◆ What this task involves: Look through the records below for the line with "fn from_str(s: &str)". Return that line and each one after it up to and including the line with "pub mod comment;", exactly.

◆ Provided records:
+ + + +
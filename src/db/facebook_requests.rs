use sqlx::PgPool;
use uuid::Uuid;

use crate::models::{FacebookDataRequest, NewFacebookDataRequest, RequestStatus};

pub async fn list_by_user(
    pool: &PgPool,
    user_id: Uuid,
) -> Result<Vec<FacebookDataRequest>, sqlx::Error> {
    sqlx::query_as::<_, FacebookDataRequest>(
        "SELECT * FROM facebook_data_requests WHERE user_id = $1 ORDER BY created_at DESC",
    )
    .bind(user_id)
    .fetch_all(pool)
    .await
}

pub async fn list_pending(pool: &PgPool) -> Result<Vec<FacebookDataRequest>, sqlx::Error> {
    sqlx::query_as::<_, FacebookDataRequest>(
        "SELECT * FROM facebook_data_requests WHERE status = 'pending' ORDER BY created_at DESC",
    )
    .fetch_all(pool)
    .await
}

pub async fn find_by_id(
    pool: &PgPool,
    id: Uuid,
) -> Result<Option<FacebookDataRequest>, sqlx::Error> {
    sqlx::query_as::<_, FacebookDataRequest>("SELECT * FROM facebook_data_requests WHERE id = $1")
        .bind(id)
        .fetch_optional(pool)
        .await
}

pub async fn create(
    pool: &PgPool,
    new: &NewFacebookDataRequest,
) -> Result<FacebookDataRequest, sqlx::Error> {
    sqlx::query_as::<_, FacebookDataRequest>(
        "INSERT INTO facebook_data_requests (user_id, industry, justification)
         VALUES ($1, $2, $3) RETURNING *",
    )
    .bind(new.user_id)
    .bind(&new.industry)
    .bind(new.justification.as_deref())
    .fetch_one(pool)
    .await
}

pub async fn update_status(
    pool: &PgPool,
    id: Uuid,
    status: RequestStatus,
    approved_by: Option<Uuid>,
) -> Result<Option<FacebookDataRequest>, sqlx::Error> {
    sqlx::query_as::<_, FacebookDataRequest>(
        "UPDATE facebook_data_requests SET status = $2, approved_by = $3, updated_at = now()
         WHERE id = $1 RETURNING *",
    )
    .bind(id)
    .bind(status.as_str())
    .bind(approved_by)
    .fetch_optional(pool)
    .await
}
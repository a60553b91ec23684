use sqlx::postgres::PgPoolOptions;
use tokio::signal;
use tokio::sync::watch;
use tracing_subscriber::EnvFilter;

use crmdesk::config::Config;

#[tokio::main]
async fn main() -> Result<(), Box<dyn std::error::Error>> {
    // Load .env if present
    let _ = dotenvy::dotenv();

    let config = Config::from_env()?;

    tracing_subscriber::fmt()
        .with_env_filter(EnvFilter::try_from_default_env().unwrap_or_else(|_| {
            EnvFilter::new(&config.log_level)
        }))
        .init();

    tracing::info!("Starting crmdesk");

    let pool = PgPoolOptions::new()
        .max_connections(config.max_connections)
        .connect(&config.database_url)
        .await?;

    sqlx::migrate!("./migrations").run(&pool).await?;

    tracing::info!("Migrations applied");

    let sweep_interval = config.session_sweep_interval;
    let state = crmdesk::build_state(pool, config);

    let (shutdown_tx, shutdown_rx) = watch::channel(false);
    let sweeper = tokio::spawn(crmdesk::sweeper::run(
        state.sessions.clone(),
        sweep_interval,
        shutdown_rx,
    ));

    shutdown_signal().await;

    let _ = shutdown_tx.send(true);
    let _ = sweeper.await;
    state.pool.close().await;

    Ok(())
}

async fn shutdown_signal() {
    let ctrl_c = async {
        signal::ctrl_c()
            .await
            .expect("failed to install Ctrl+C handler");
    };

    #[cfg(unix)]
    let terminate = async {
        signal::unix::signal(signal::unix::SignalKind::terminate())
            .expect("failed to install signal handler")
            .recv()
            .await;
    };

    #[cfg(not(unix))]
    let terminate = std::future::pending::<()>();

    tokio::select! {
        _ = ctrl_c => {},
        _ = terminate => {},
    }

    tracing::info!("Shutdown signal received, stopping");
}
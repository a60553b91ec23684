use chrono::{DateTime, Utc};
use serde::{Deserialize, Serialize};
use sqlx::postgres::PgRow;
use sqlx::{FromRow, Row};
use uuid::Uuid;

use crate::models::Category;

#[derive(Debug, Clone, Copy, PartialEq, Eq, Default, Serialize, Deserialize)]
#[serde(rename_all = "lowercase")]
pub enum CompanyStatus {
    #[default]
    Unassigned,
    Active,
}

text_enum!(CompanyStatus, "company status", {
    Unassigned => "unassigned",
    Active => "active",
});

#[derive(Debug, Clone, sqlx::FromRow, Serialize, Deserialize)]
pub struct Company {
    pub id: Uuid,
    pub name: String,
    pub industry: Option<String>,
    pub email: Option<String>,
    pub phone: Option<String>,
    pub address: Option<String>,
    pub website: Option<String>,
    pub company_size: Option<String>,
    pub notes: Option<String>,
    #[sqlx(try_from = "String")]
    pub status: CompanyStatus,
    pub assigned_to_user_id: Option<Uuid>,
    pub created_at: DateTime<Utc>,
    pub updated_at: DateTime<Utc>,
}

#[derive(Debug, Clone, Default, Deserialize)]
pub struct NewCompany {
    pub name: String,
    pub industry: Option<String>,
    pub email: Option<String>,
    pub phone: Option<String>,
    pub address: Option<String>,
    pub website: Option<String>,
    pub company_size: Option<String>,
    pub notes: Option<String>,
    pub assigned_to_user_id: Option<Uuid>,
}

/// Partial update. Setting `assigned_to_user_id` is a direct admin assignment and
/// activates the company; status always follows the assignee.
#[derive(Debug, Clone, Default, Deserialize)]
pub struct CompanyUpdate {
    pub name: Option<String>,
    pub industry: Option<String>,
    pub email: Option<String>,
    pub phone: Option<String>,
    pub address: Option<String>,
    pub website: Option<String>,
    pub company_size: Option<String>,
    pub notes: Option<String>,
    pub assigned_to_user_id: Option<Uuid>,
}

/// A company card: the company plus the category of its most recent comment.
#[derive(Debug, Clone, Serialize)]
pub struct CompanyWithCategory {
    #[serde(flatten)]
    pub company: Company,
    pub latest_category: Option<Category>,
}

impl<'r> FromRow<'r, PgRow> for CompanyWithCategory {
    fn from_row(row: &'r PgRow) -> Result<Self, sqlx::Error> {
        let company = Company::from_row(row)?;
        let latest_category = row
            .try_get::<Option<String>, _>("latest_category")?
            .map(|c| c.parse::<Category>())
            .transpose()
            .map_err(|e| sqlx::Error::ColumnDecode {
                index: "latest_category".to_string(),
                source: Box::new(e),
            })?;

        Ok(CompanyWithCategory {
            company,
            latest_category,
        })
    }
}
/// Text-backed enum stored as a lowercase TEXT column guarded by a CHECK constraint.
///
/// Generates `as_str`, `Display`, `FromStr` and `TryFrom<String>`; the latter is what
/// `#[sqlx(try_from = "String")]` uses when decoding rows.
macro_rules! text_enum {
    ($name:ident, $kind:literal, { $($variant:ident => $text:literal),+ $(,)? }) => {
        impl $name {
            pub const ALL: &'static [$name] = &[$($name::$variant),+];

            pub fn as_str(&self) -> &'static str {
                match self {
                    $($name::$variant => $text),+
                }
            }
        }

        impl std::fmt::Display for $name {
            fn fmt(&self, f: &mut std::fmt::Formatter<'_>) -> std::fmt::Result {
                f.write_str(self.as_str())
            }
        }

        impl std::str::FromStr for $name {
            type Err = $crate::models::ParseEnumError;

            fn from_str(s: &str) -> Result<Self, Self::Err> {
                match s {
                    $($text => Ok($name::$variant),)+
                    other => Err($crate::models::ParseEnumError {
                        kind: $kind,
                        value: other.to_string(),
                    }),
                }
            }
        }

        impl TryFrom<String> for $name {
            type Error = $crate::models::ParseEnumError;

            fn try_from(value: String) -> Result<Self, Self::Error> {
                value.parse()
            }
        }
    };
}

pub mod comment;
pub mod company;
pub mod data_request;
pub mod facebook_request;
pub mod holiday;
pub mod session;
pub mod user;

pub use comment::{Category, Comment, CommentWithAuthor, NewComment};
pub use company::{Company, CompanyStatus, CompanyUpdate, CompanyWithCategory, NewCompany};
pub use data_request::{DataRequest, NewDataRequest, RequestStatus};
pub use facebook_request::{FacebookDataRequest, NewFacebookDataRequest};
pub use holiday::{Holiday, HolidayUpdate, NewHoliday};
pub use session::Session;
pub use user::{NewUser, Role, User, UserUpdate};

/// Returned when a text column or input holds a value outside a closed set.
#[derive(Debug, Clone, PartialEq, Eq)]
pub struct ParseEnumError {
    pub kind: &'static str,
    pub value: String,
}

impl std::fmt::Display for ParseEnumError {
    fn fmt(&self, f: &mut std::fmt::Formatter<'_>) -> std::fmt::Result {
        write!(f, "invalid {}: '{}'", self.kind, self.value)
    }
}

impl std::error::Error for ParseEnumError {}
+ + + +
◆ Solution to the problem:
            fn from_str(s: &str) -> Result<Self, Self::Err> {
                match s {
                    $($text => Ok($name::$variant),)+
                    other => Err($crate::models::ParseEnumError {
                        kind: $kind,
                        value: other.to_string(),
                    }),
                }
            }
        }

        impl TryFrom<String> for $name {
            type Error = $crate::models::ParseEnumError;

            fn try_from(value: String) -> Result<Self, Self::Error> {
                value.parse()
            }
        }
    };
}

pub mod comment;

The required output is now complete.